The channel 35 extends below the channel 16, with the lower ends of the side flanges 36 and 37 being of increased width. Received between the lower ends of the side flanges 36 and 37 is the rearward end of a third channel 41, which has its open side facing the channel 16. A transverse rivet 42 extends through the side flanges 36 and 37 of the channel 35 and also through the side flanges 43 and 44 of the channel 41, connecting the two channels together. The rearward end 45 of the channel 41 is spaced from the central wall 38 of the channel 35. Therefore, the channel 41 can pivot downwardly about the rivet 42, which acts as a pivot pin from the solid line position of FIG. 3 to the position indicated in phantom. Downward rotational movement is terminated by the engagement of the rearward end 45 of the channel 41 with the lower edge of the central wall 38 of the channel 35, limiting the rotation of the channel 41.
At the forward end of the channel 41 are upward projections 46 and 47, extending from the upper edges of the side flanges 43 and 44. The projections 46 and 47 are flared outwardly adjacent the side flanges 43 and 44 so that they are dimensioned to receive the forward end of the channel 16. Slots 48 and 49, which are parallel to the longitudinal axis of the channel 41, extend inwardly from the forward edges of the projections 46 and 47. Above the slots 48 and 49 are inclined upper forward edges 50 and 51 of the projections 46 and 47. The rearward upper edges 52 and 53 of the two projections 46 and 47 also are inclined.
As a result of this construction, when the channel 41 is pivoted upwardly about the pin 42, the inclined forward edges 50 and 51 will strike the transverse latching pin 26 inwardly of the gripping portions 27 and 28, actings as cams to move the latching pin 26 forwardly against the bias of the spring 31. Upon further upward movement the pin 26 reaches the slots 48 and 49, being pulled into these slots by the spring 31. The pin 26 then securely holds the channel 41 in its upper latched position, where it is parallel to the channel 16. The channel 41 can be released for downward pivotal movement, however, by pulling on the gripping portions 27 and 28 of the pin 26, removing the pin from the slots 48 and 49 to free the channel 41 for downward rotational movement.
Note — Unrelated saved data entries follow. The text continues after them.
use anyhow::Result;
use ariadne::{Color, Fmt, Label, Report, ReportKind, Source};
use clap::{Parser, ValueEnum};
use rpds::HashTrieMap;
use tracing_subscriber::filter::LevelFilter;
use util::repl;

use ski::{
    evaluator::{self, DivergenceError, Limits},
    parser,
    prelude::*,
    search::{Search, SearchConfig},
    term::{Atom, Term},
};

fn describe(c: Option<&char>) -> String {
    c.map(|c| format!("'{c}'"))
        .unwrap_or_else(|| "end of the input".to_string())
}

fn build_report(e: Error) -> Report<Span> {
    use chumsky::error::SimpleReason;
    let report = Report::build(ReportKind::Error, (), e.span().start);
    match e.reason() {
        SimpleReason::Unexpected => {
            let found = describe(e.found());
            let expected = e
                .expected()
                .map(|c| describe(c.as_ref()))
                .collect::<Vec<_>>()
                .join(", ");
            let expected = if expected.is_empty() {
                "something else"
            } else {
                &expected
            };
            report
                .with_message(format!("Unexpected {found}, expected {expected}"))
                .with_label(
                    Label::new(e.span())
                        .with_message(format!("Unexpected {}", found.fg(Color::Red)))
                        .with_color(Color::Red),
                )
        }
        SimpleReason::Unclosed { span, delimiter } => report
            .with_message(format!("Unclosed delimiter {}", delimiter.fg(Color::Yellow)))
            .with_label(
                Label::new(span.clone())
                    .with_message(format!(
                        "Unclosed delimiter {}",
                        delimiter.fg(Color::Yellow)
                    ))
                    .with_color(Color::Yellow),
            )
            .with_label(
                Label::new(e.span())
                    .with_message(format!(
                        "Must be closed before this {}",
                        describe(e.found()).fg(Color::Red)
                    ))
                    .with_color(Color::Red),
            ),
        SimpleReason::Custom(msg) => report.with_message(msg).with_label(
            Label::new(e.span())
                .with_message(format!("{}", msg.fg(Color::Red)))
                .with_color(Color::Red),
        ),
    }
    .finish()
}

enum Failure<'a> {
    Parse(&'a str, Vec<Error>),
    Diverged(DivergenceError),
    Usage(String),
}
impl From<DivergenceError> for Failure<'_> {
    fn from(e: DivergenceError) -> Self {
        Failure::Diverged(e)
    }
}

type CommandResult<'a> = Result<(), Failure<'a>>;

struct Session {
    bindings: HashTrieMap<char, Term>,
    args: Vec<Term>,
    config: SearchConfig,
}
impl Session {
    fn parse<'i>(&self, input: &'i str) -> Result<Term, Failure<'i>> {
        let term = parser::parse(input).map_err(|e| Failure::Parse(input, e.errors))?;
        Ok(term.substitute(&|c| self.bindings.get(&c).cloned()))
    }

    fn split<'i>(input: &'i str, usage: &str) -> Result<(&'i str, &'i str), Failure<'i>> {
        input
            .split_once(';')
            .ok_or_else(|| Failure::Usage(format!("usage: {usage}")))
    }

    fn show_parsed<'i>(&self, input: &'i str) -> CommandResult<'i> {
        let term = self.parse(input)?;
        println!("{term}");
        Ok(())
    }

    fn simplify<'i>(&self, input: &'i str) -> CommandResult<'i> {
        let term = self.parse(input)?;
        let (normal, reduction) = evaluator::simplify_counted(&term, &self.config.limits)?;
        tracing::debug!(steps = reduction.steps, "reduced {term}");
        println!("{normal}");
        Ok(())
    }

    fn equivalent<'i>(&self, input: &'i str) -> CommandResult<'i> {
        let (lhs, rhs) = Self::split(input, ":equivalent lhs ; rhs")?;
        let lhs = self.parse(lhs)?;
        let rhs = self.parse(rhs)?;
        println!(
            "{}",
            evaluator::equivalent_with(&lhs, &rhs, &self.config.limits)?
        );
        Ok(())
    }

    fn find<'i>(&self, input: &'i str) -> CommandResult<'i> {
        let usage = ":find start ; target [; depth]";
        let (start, rest) = Self::split(input, usage)?;
        let (target, depth) = match rest.split_once(';') {
            Some((target, depth)) => (
                target,
                depth
                    .trim()
                    .parse()
                    .map_err(|e| Failure::Usage(format!("invalid depth: {e}")))?,
            ),
            None => (rest, self.config.max_depth),
        };
        let start = self.parse(start)?;
        let target = self.parse(target)?;
        let config = SearchConfig {
            max_depth: depth,
            ..self.config
        };
        let report = Search::new(config, &self.args, &target)?.run(&start);
        match report.found {
            Some(found) => println!(
                "{found}    (depth {}, {} atoms)",
                report.depth,
                found.size()
            ),
            None => println!("not found within depth {depth}"),
        }
        tracing::info!(
            generated = report.generated,
            duplicates = report.duplicates,
            diverged = report.diverged,
            "search finished"
        );
        Ok(())
    }

    fn set_args<'i>(&mut self, input: &'i str) -> CommandResult<'i> {
        let args = self.parse(input)?;
        self.args = args.elements().to_vec();
        println!("fixed args: {args}");
        Ok(())
    }

    fn bind<'i>(&mut self, input: &'i str) -> CommandResult<'i> {
        let (name, body) = input
            .split_once('=')
            .ok_or_else(|| Failure::Usage("usage: :let x = term".to_string()))?;
        let mut chars = name.trim().chars();
        let name = match (chars.next(), chars.next()) {
            (Some(c), None) if !Atom::from(c).is_combinator() && c != '(' && c != ')' => c,
            _ => {
                return Err(Failure::Usage(format!(
                    "`{}` is not a variable name",
                    name.trim()
                )))
            }
        };
        let term = self.parse(body)?;
        println!("{name} = {term}");
        self.bindings = self.bindings.insert(name, term);
        Ok(())
    }

    fn show_help() {
        println!(
            "{}",
            r#"
term                              -- same as :simplify term
:parse       term                 -- show the parsed term
:simplify    term                 -- show the normal form
:equivalent  lhs ; rhs            -- compare normal forms
:find        start ; target [; n] -- insert S/K into start until `start args` reduces to target
:args        terms                -- set the arguments used by :find
:let         x = term             -- substitute term for the variable x from now on
:help                             -- show this message
        "#
            .trim()
        );
    }

    fn handle_repl_input<'i>(&mut self, input: &'i str) -> CommandResult<'i> {
        let (cmd, input) = if let Some(stripped) = input.strip_prefix(':') {
            stripped
                .trim_start()
                .split_once(' ')
                .unwrap_or((stripped, ""))
        } else {
            ("", input)
        };
        match cmd {
            "p" | "parse" => self.show_parsed(input)?,
            "" | "s" | "simplify" => self.simplify(input)?,
            "e" | "equivalent" => self.equivalent(input)?,
            "f" | "find" => self.find(input)?,
            "a" | "args" => self.set_args(input)?,
            "l" | "let" => self.bind(input)?,
            "h" | "he" | "hel" | "help" => Self::show_help(),
            _ => {
                eprintln!("Unknown command {cmd}");
                Self::show_help();
            }
        }
        Ok(())
    }
}
impl repl::Repl for Session {
    type Error = anyhow::Error;
    const HISTORY: Option<&'static str> = Some("/tmp/ski.history");
    fn evaluate(&mut self, input: String) -> Result<(), Self::Error> {
        let input = input.trim();
        if input.is_empty() {
            return Ok(());
        }
        match self.handle_repl_input(input) {
            Ok(()) => {}
            Err(Failure::Parse(source, es)) => {
                for e in es {
                    build_report(e).eprint(Source::from(source))?;
                }
            }
            Err(Failure::Diverged(e)) => eprintln!("{e}"),
            Err(Failure::Usage(msg)) => eprintln!("{msg}"),
        }
        Ok(())
    }
}

#[derive(Clone, Copy, Debug, ValueEnum)]
enum LogLevel {
    Trace,
    Debug,
    Info,
    Warn,
    Error,
}

impl From<LogLevel> for LevelFilter {
    fn from(level: LogLevel) -> Self {
        match level {
            LogLevel::Trace => LevelFilter::TRACE,
            LogLevel::Debug => LevelFilter::DEBUG,
            LogLevel::Info => LevelFilter::INFO,
            LogLevel::Warn => LevelFilter::WARN,
            LogLevel::Error => LevelFilter::ERROR,
        }
    }
}

/// Reduces S/K/I combinator terms and searches for combinator insertions.
#[derive(Parser, Debug)]
#[command(version)]
struct Args {
    /// Rewrites allowed per reduction before it counts as divergent
    #[arg(long, default_value_t = Limits::default().max_steps)]
    max_steps: usize,
    /// Nesting allowed per reduction before it counts as divergent
    #[arg(long, default_value_t = Limits::default().max_nesting)]
    max_nesting: usize,
    /// Default number of insertions tried by :find
    #[arg(long, default_value_t = SearchConfig::default().max_depth)]
    depth: usize,
    /// Arguments applied to :find candidates
    #[arg(long, default_value = "ab")]
    args: String,
    #[arg(long, value_enum, default_value_t = LogLevel::Warn)]
    log_level: LogLevel,
    /// Inputs to run instead of starting the REPL
    inputs: Vec<String>,
}

fn main() -> Result<()> {
    let args = Args::parse();
    tracing_subscriber::fmt()
        .without_time()
        .with_target(false)
        .compact()
        .with_writer(std::io::stderr)
        .with_max_level(LevelFilter::from(args.log_level))
        .init();

    let fixed_args = parser::parse(&args.args)?;
    let mut session = Session {
        bindings: HashTrieMap::new(),
        args: fixed_args.elements().to_vec(),
        config: SearchConfig {
            max_depth: args.depth,
            limits: Limits {
                max_steps: args.max_steps,
                max_nesting: args.max_nesting,
            },
        },
    };

    if !args.inputs.is_empty() {
        for input in args.inputs {
            repl::Repl::evaluate(&mut session, input)?;
        }
        return Ok(());
    }
    println!("Hi, this is an SKI combinator REPL. :h to show help");
    println!();
    repl::start_repl(session)?;
    Ok(())
}
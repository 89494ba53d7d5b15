pub type Span = std::ops::Range<usize>;

pub use chumsky::error::Error as _;
pub type Error<I = char> = chumsky::error::Simple<I, Span>;
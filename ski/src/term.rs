use std::rc::Rc;

#[derive(PartialEq, Eq, Hash, Clone, Copy, derive_more::Display, Debug)]
pub enum Atom {
    #[display(fmt = "S")]
    S,
    #[display(fmt = "K")]
    K,
    #[display(fmt = "I")]
    I,
    #[display(fmt = "{_0}")]
    Var(char),
}

impl From<char> for Atom {
    fn from(c: char) -> Self {
        match c {
            'S' => Atom::S,
            'K' => Atom::K,
            'I' => Atom::I,
            c => Atom::Var(c),
        }
    }
}

impl Atom {
    pub fn is_combinator(self) -> bool {
        !matches!(self, Atom::Var(_))
    }
}

/// A combinator expression.
///
/// `Sequence([a, b, c])` is the left-nested application `((a b) c)`.
/// Children are shared, so cloning a term never copies the tree.
#[derive(PartialEq, Eq, Hash, Clone, Debug)]
pub enum Term {
    Atom(Atom),
    Sequence(Rc<[Term]>),
}

impl From<Atom> for Term {
    fn from(atom: Atom) -> Self {
        Term::Atom(atom)
    }
}

impl Term {
    pub fn var(c: char) -> Self {
        Term::Atom(Atom::Var(c))
    }

    pub fn sequence(elements: impl IntoIterator<Item = Term>) -> Self {
        Term::Sequence(elements.into_iter().collect())
    }

    /// The children of a sequence, or the atom itself as a one-element slice.
    pub fn elements(&self) -> &[Term] {
        match self {
            Term::Atom(_) => std::slice::from_ref(self),
            Term::Sequence(elements) => elements,
        }
    }

    /// `self` applied to `args`, as one flat sequence.
    pub fn apply(&self, args: &[Term]) -> Term {
        Term::sequence(self.elements().iter().chain(args).cloned())
    }

    /// Number of atoms in the tree.
    pub fn size(&self) -> usize {
        match self {
            Term::Atom(_) => 1,
            Term::Sequence(elements) => elements.iter().map(Term::size).sum(),
        }
    }

    pub fn substitute(&self, lookup: &impl Fn(char) -> Option<Term>) -> Term {
        match self {
            Term::Atom(Atom::Var(c)) => lookup(*c).unwrap_or_else(|| self.clone()),
            Term::Atom(_) => self.clone(),
            Term::Sequence(elements) => {
                Term::sequence(elements.iter().map(|e| e.substitute(lookup)))
            }
        }
    }
}

#[cfg(test)]
pub(crate) mod strategy {
    use proptest::prelude::*;

    use super::*;

    /// Small random terms over a few combinators and variables.
    pub fn arb_term() -> impl Strategy<Value = Term> {
        let leaf = prop::sample::select(vec!['S', 'K', 'I', 'a', 'b', 'x'])
            .prop_map(|c| Term::Atom(Atom::from(c)));
        leaf.prop_recursive(4, 32, 5, |inner| {
            prop::collection::vec(inner, 0..5).prop_map(Term::sequence)
        })
    }
}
Received within the channel 41, between the pivot pin 42 and the projections 46 and 47, is a rectangular rubber pad 54. The pad 54 is of a depth such that its upper surface 55 is positioned above the upper edges of the side flanges 43 and 44 of the channel 41. In the upper latched position of the channel 41 the upper edge 55 of the pad 54 is adjacent to the bottom wall 25 of the upper channel 16. A series of transverse notches 56 extends across the upper surface 55 of the pad 54 for receiving the hook portions of conventional coat hangers when the supporting device is in use, as explained below. An upwardly bent tab 58 at the forward end of the bottom wall 59 of the channel 41 retains the pad 54 against movement forwardly out of the channel.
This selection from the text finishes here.